### GIVEN INFORMATION

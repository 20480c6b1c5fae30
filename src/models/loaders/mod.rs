pub mod toml_loader;

pub use toml_loader::{load_answer_sheet, AnswerSheet};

### EXERCISE INSTRUCTIONS
Would you repeat each line above exactly as it stands?

### WORKED SOLUTION
repository 20480c6b1c5fae30
filename src/models/loaders/mod.rs
pub mod toml_loader;

pub use toml_loader::{load_answer_sheet, AnswerSheet};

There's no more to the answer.